The idea of the code below is to consider substrings of all lengths the original string can be divided into evenly, and to check whether they repeat across the original string. A simple method is to check all divisors of the length from 1 to the square root of the length. They are divisors if the division yields an integer, which is also a complementary divisor.

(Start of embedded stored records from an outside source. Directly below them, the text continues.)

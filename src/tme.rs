use std::fmt;
use std::sync::Arc;
use std::thread;
use std::time::Duration;

use reqwest::{StatusCode, Url};
use reqwest::blocking::{Client, RequestBuilder};
use reqwest::header::{HeaderMap, HeaderValue, USER_AGENT};
use serde::Deserialize;
use tracing::debug;

use crate::domain::RawTerm;
use crate::error::TransformerError;

pub trait TermSource: Send + Sync {
    fn list_page(&self, offset: usize) -> Result<Vec<RawTerm>, TransformerError>;
    fn fetch_by_raw_id(&self, raw_id: &str) -> Result<RawTerm, TransformerError>;
    fn check_connectivity(&self) -> Result<(), TransformerError>;
}

impl<T: TermSource + ?Sized> TermSource for Arc<T> {
    fn list_page(&self, offset: usize) -> Result<Vec<RawTerm>, TransformerError> {
        (**self).list_page(offset)
    }

    fn fetch_by_raw_id(&self, raw_id: &str) -> Result<RawTerm, TransformerError> {
        (**self).fetch_by_raw_id(raw_id)
    }

    fn check_connectivity(&self) -> Result<(), TransformerError> {
        (**self).check_connectivity()
    }
}

const RETRY_BACKOFF: Duration = Duration::from_millis(200);

#[derive(Clone)]
pub struct TmeSettings {
    pub base_url: String,
    pub username: String,
    pub password: String,
    pub token: String,
    pub taxonomy_name: String,
    pub max_records: usize,
    pub slices: usize,
    pub request_timeout: Duration,
    pub max_retries: usize,
}

impl fmt::Debug for TmeSettings {
    fn fmt(&self, f: &mut fmt::Formatter<'_>) -> fmt::Result {
        f.debug_struct("TmeSettings")
            .field("base_url", &self.base_url)
            .field("username", &self.username)
            .field("password", &"<redacted>")
            .field("token", &"<redacted>")
            .field("taxonomy_name", &self.taxonomy_name)
            .field("max_records", &self.max_records)
            .field("slices", &self.slices)
            .field("request_timeout", &self.request_timeout)
            .field("max_retries", &self.max_retries)
            .finish()
    }
}

#[derive(Debug, Clone, Copy, PartialEq, Eq)]
pub struct SliceRequest {
    pub start: usize,
    pub count: usize,
}

pub fn slice_plan(offset: usize, max_records: usize, slices: usize) -> Vec<SliceRequest> {
    if max_records == 0 {
        return Vec::new();
    }
    let slices = slices.clamp(1, max_records);
    let chunk = max_records.div_ceil(slices);
    (0..slices)
        .map(|index| index * chunk)
        .take_while(|start| *start < max_records)
        .map(|start| SliceRequest {
            start: offset + start,
            count: chunk.min(max_records - start),
        })
        .collect()
}

#[derive(Debug, Deserialize)]
struct TaxonomyDocument {
    #[serde(rename = "term", default)]
    terms: Vec<RawTerm>,
}

pub fn parse_taxonomy(xml: &str) -> Result<Vec<RawTerm>, TransformerError> {
    let document: TaxonomyDocument =
        quick_xml::de::from_str(xml).map_err(|err| TransformerError::TmeParse(err.to_string()))?;
    Ok(document.terms)
}

pub fn parse_term(xml: &str) -> Result<RawTerm, TransformerError> {
    quick_xml::de::from_str(xml).map_err(|err| TransformerError::TmeParse(err.to_string()))
}

#[derive(Clone)]
pub struct TmeHttpClient {
    client: Client,
    base_url: Url,
    settings: TmeSettings,
}

impl TmeHttpClient {
    pub fn new(settings: TmeSettings) -> Result<Self, TransformerError> {
        let base_url = Url::parse(&settings.base_url).map_err(|err| {
            TransformerError::InvalidConfig(format!(
                "invalid TME base URL {}: {err}",
                settings.base_url
            ))
        })?;
        if base_url.cannot_be_a_base() {
            return Err(TransformerError::InvalidConfig(format!(
                "TME base URL cannot be used as a base: {}",
                settings.base_url
            )));
        }

        let mut headers = HeaderMap::new();
        headers.insert(
            USER_AGENT,
            HeaderValue::from_str(&format!(
                "special-reports-transformer/{}",
                env!("CARGO_PKG_VERSION")
            ))
            .map_err(|err| TransformerError::InvalidConfig(err.to_string()))?,
        );
        if !settings.token.trim().is_empty() {
            headers.insert(
                "ClientToken",
                HeaderValue::from_str(settings.token.trim())
                    .map_err(|err| TransformerError::InvalidConfig(err.to_string()))?,
            );
        }

        let client = Client::builder()
            .default_headers(headers)
            .timeout(settings.request_timeout)
            .build()
            .map_err(|err| TransformerError::TmeHttp(err.to_string()))?;

        Ok(Self {
            client,
            base_url,
            settings,
        })
    }

    pub fn terms_url(&self, start: usize, count: usize) -> Url {
        let mut url = self.authority_file_url();
        url.query_pairs_mut()
            .append_pair("maximumRecords", &count.to_string())
            .append_pair("startRecord", &start.to_string());
        url
    }

    pub fn term_url(&self, raw_id: &str) -> Url {
        let mut url = self.authority_file_url();
        if let Ok(mut segments) = url.path_segments_mut() {
            segments.push(raw_id);
        }
        url
    }

    fn authority_file_url(&self) -> Url {
        let mut url = self.base_url.clone();
        if let Ok(mut segments) = url.path_segments_mut() {
            segments.pop_if_empty().extend([
                "rs",
                "authorityfiles",
                self.settings.taxonomy_name.as_str(),
                "terms",
            ]);
        }
        url
    }

    fn authorized(&self, request: RequestBuilder) -> RequestBuilder {
        if self.settings.username.is_empty() {
            return request;
        }
        request.basic_auth(&self.settings.username, Some(&self.settings.password))
    }

    fn get_text(&self, url: &Url, max_retries: usize) -> Result<String, TransformerError> {
        let mut attempt = 0usize;
        loop {
            let outcome = self.authorized(self.client.get(url.clone())).send();
            let transient = match &outcome {
                Ok(response) => is_transient_status(response.status()),
                Err(err) => err.is_timeout() || err.is_connect() || err.is_request(),
            };
            if transient && attempt < max_retries {
                attempt += 1;
                debug!(%url, attempt, "retrying TME request");
                thread::sleep(RETRY_BACKOFF * attempt as u32);
                continue;
            }

            let response = outcome.map_err(|err| TransformerError::TmeHttp(err.to_string()))?;
            let status = response.status();
            if !status.is_success() {
                let message = response.text().unwrap_or_else(|_| status.to_string());
                return Err(TransformerError::TmeStatus {
                    status: status.as_u16(),
                    message,
                });
            }
            return response
                .text()
                .map_err(|err| TransformerError::TmeHttp(err.to_string()));
        }
    }

    fn fetch_slice(&self, slice: &SliceRequest) -> Result<Vec<RawTerm>, TransformerError> {
        let url = self.terms_url(slice.start, slice.count);
        debug!(start = slice.start, count = slice.count, "requesting TME terms");
        let body = self.get_text(&url, self.settings.max_retries)?;
        parse_taxonomy(&body)
    }
}

impl TermSource for TmeHttpClient {
    fn list_page(&self, offset: usize) -> Result<Vec<RawTerm>, TransformerError> {
        let plan = slice_plan(offset, self.settings.max_records, self.settings.slices);
        if let [single] = plan.as_slice() {
            return self.fetch_slice(single);
        }

        let results = thread::scope(|scope| {
            let handles = plan
                .iter()
                .map(|slice| scope.spawn(move || self.fetch_slice(slice)))
                .collect::<Vec<_>>();
            handles
                .into_iter()
                .map(|handle| {
                    handle.join().unwrap_or_else(|_| {
                        Err(TransformerError::TmeHttp(
                            "TME slice worker panicked".to_string(),
                        ))
                    })
                })
                .collect::<Vec<_>>()
        });

        let mut terms = Vec::new();
        for result in results {
            terms.extend(result?);
        }
        Ok(terms)
    }

    fn fetch_by_raw_id(&self, raw_id: &str) -> Result<RawTerm, TransformerError> {
        let body = self.get_text(&self.term_url(raw_id), self.settings.max_retries)?;
        parse_term(&body)
    }

    fn check_connectivity(&self) -> Result<(), TransformerError> {
        self.get_text(&self.terms_url(0, 1), 0)?;
        Ok(())
    }
}

fn is_transient_status(status: StatusCode) -> bool {
    status == StatusCode::TOO_MANY_REQUESTS || status.is_server_error()
}

#[cfg(test)]
mod tests {
    use super::*;

    #[test]
    fn transient_statuses() {
        assert!(is_transient_status(StatusCode::SERVICE_UNAVAILABLE));
        assert!(is_transient_status(StatusCode::TOO_MANY_REQUESTS));
        assert!(!is_transient_status(StatusCode::NOT_FOUND));
        assert!(!is_transient_status(StatusCode::UNAUTHORIZED));
    }
}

E.g., for a string of length 100 the divisors are 1, 2, 4, 5, 10, and the complementary divisors are 100 (not useful as substring length because the substring would appear only once), 50, 25, 20 (and 10, which we already found).

function substr_repeats(str, sublen, subcount)
{
   for (var c = 0; c < sublen; c++) {
      var chr = str.charAt(c);
      for (var s = 1; s < subcount; s++) {
         if (chr != str.charAt(sublen * s + c)) {
            return false;
         }
      }
   }
   return true;
}

function is_periodic(str)
{
   var len = str.length;
   if (len < 2) {
      return false;
   }
   if (substr_repeats(str, 1, len)) {
      return true;
   }
   var sqrt_len = Math.sqrt(len);
   for (var n = 2; n <= sqrt_len; n++) { // n: candidate divisor
      var m = len / n; // m: candidate complementary divisor
      if (Math.floor(m) == m) {
         if (substr_repeats(str, m, n) || n != m && substr_repeats(str, n, m)) {
            return true;
         }
      }
   }
   return false;
}

Unfortunately there is no String method for comparing to a substring of another string in place (e.g., in C language that would be strncmp(str1, str2 + offset, length)).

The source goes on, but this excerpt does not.